C’est donc que le rien ne peut donner quelque chose et qu’il y a toujours quelque chose plutôt que rien, même si cette chose n’est pas observable – elle semble simplement « gelée » aux énergies de l’observation. La matière, le temps, le vide, ne sont compréhensibles par nous, humains, que parce qu’ils sont numérisables, modélisables. Or tout ne se réduit peut-être pas aux nombres… La mathématique est un langage incomparable pour comprendre l’univers, mais un instrument à notre portée, qui n’est peut-être pas unique. Soyons donc humbles dans nos affirmations et ne « croyons » pas aveuglément les spécialistes. Ni ceux qui prospectent le savoir, ni les Livres soi-disant révélés où Dieu est tout et nous rien, nous sommant d’obéir sans exercer notre faculté de jugement ni notre relative liberté d’être. A quoi servirait-elle dans le Dessein intelligent, puisque nous avons été créés ainsi ?

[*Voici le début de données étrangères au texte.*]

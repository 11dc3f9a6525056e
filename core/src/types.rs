//! Shared primitive types and formatting helpers used across the engine.

/// A stock-keeping unit identifier, e.g. "SKU-101".
pub type Sku = String;

/// Unix timestamp in whole seconds.
pub type UnixTime = i64;

/// Clamp a float into [low, high].
pub fn clamp(value: f64, low: f64, high: f64) -> f64 {
    value.max(low).min(high)
}

/// Round to `dp` decimal places. Used wherever a value crosses the wire.
pub fn round_dp(value: f64, dp: u32) -> f64 {
    let factor = 10f64.powi(dp as i32);
    (value * factor).round() / factor
}

/// Format a whole-dollar amount with thousands separators: 40800 -> "$40,800".
pub fn usd(amount: i64) -> String {
    let negative = amount < 0;
    let digits = amount.unsigned_abs().to_string();
    let mut grouped = String::with_capacity(digits.len() + digits.len() / 3 + 1);
    for (i, ch) in digits.chars().enumerate() {
        if i > 0 && (digits.len() - i) % 3 == 0 {
            grouped.push(',');
        }
        grouped.push(ch);
    }
    if negative {
        format!("-${grouped}")
    } else {
        format!("${grouped}")
    }
}

/// Compact risk magnitude: "$12.3K" below one million, "$1.20M" above.
pub fn usd_compact(amount: f64) -> String {
    if amount < 1_000_000.0 {
        format!("${:.1}K", amount / 1_000.0)
    } else {
        format!("${:.2}M", amount / 1_000_000.0)
    }
}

Nous ne savons pas grand-chose mais nous progressons. Le vide semble n’être pas le néant mais un état provisoire dans lequel aucune énergie ne circule. Les particules sont dans un champ de forces, mais figées. Un détecteur accéléré révèle les vibrations élémentaires du champ que sont les particules, elles sont tapies dans le soi-disant « vide », et ce qui n’est pas rien. D’ailleurs, il reste toujours des fluctuations d’énergie dans le champ « vide ». Sauf que nous ne trouvons nulle part une cause directe de l’existence de ces particules. Les chercheurs savent seulement les faire apparaître en appliquant un champ électrique dans le vide, laissant penser que notre univers est une imbrication complexe de l’infiniment grand à l’infiniment petit et de l’énergie la plus haute à l’énergie la plus basse.

D’ailleurs, analogie humaine : notre cerveau ne pense jamais « à rien ». Même lorsqu’il est laissé à lui-même, il vagabonde, et pas seulement durant le sommeil. Son « mode par défaut » est rempli d’activité, comme s’il « défragmentait » les informations stockées jusque-là. La méditation bouddhiste permet de penser sur ses propres pensées, en évitant l’emballement du zapping, pathologie de plus en plus courante de ceux qui ont un « sentiment de vide » aujourd’hui faute de stabilité suffisante dans leur perception de soi et des autres, ce qui est pourtant la seule façon de nouer des relations humaines.

Nous existons dans le provisoire et l’incertain, mais entièrement. Ne nous prenons donc pas la tête avec ce que nous ne pourrons jamais connaître de part en part. La vie est ici et maintenant, dans un univers limité et durant notre existence limitée. Repousser nos limites est un défi humain sympathique que j’approuve, mais pas dans le délire intello des adjectifs substantivés, du jargon qui pose, ni des affirmations gratuites. Soyons déjà ce que nous sommes, ce sera le maximum du Bien que nous pourrons faire aux autres et à la nature – puisque nous en dépendons.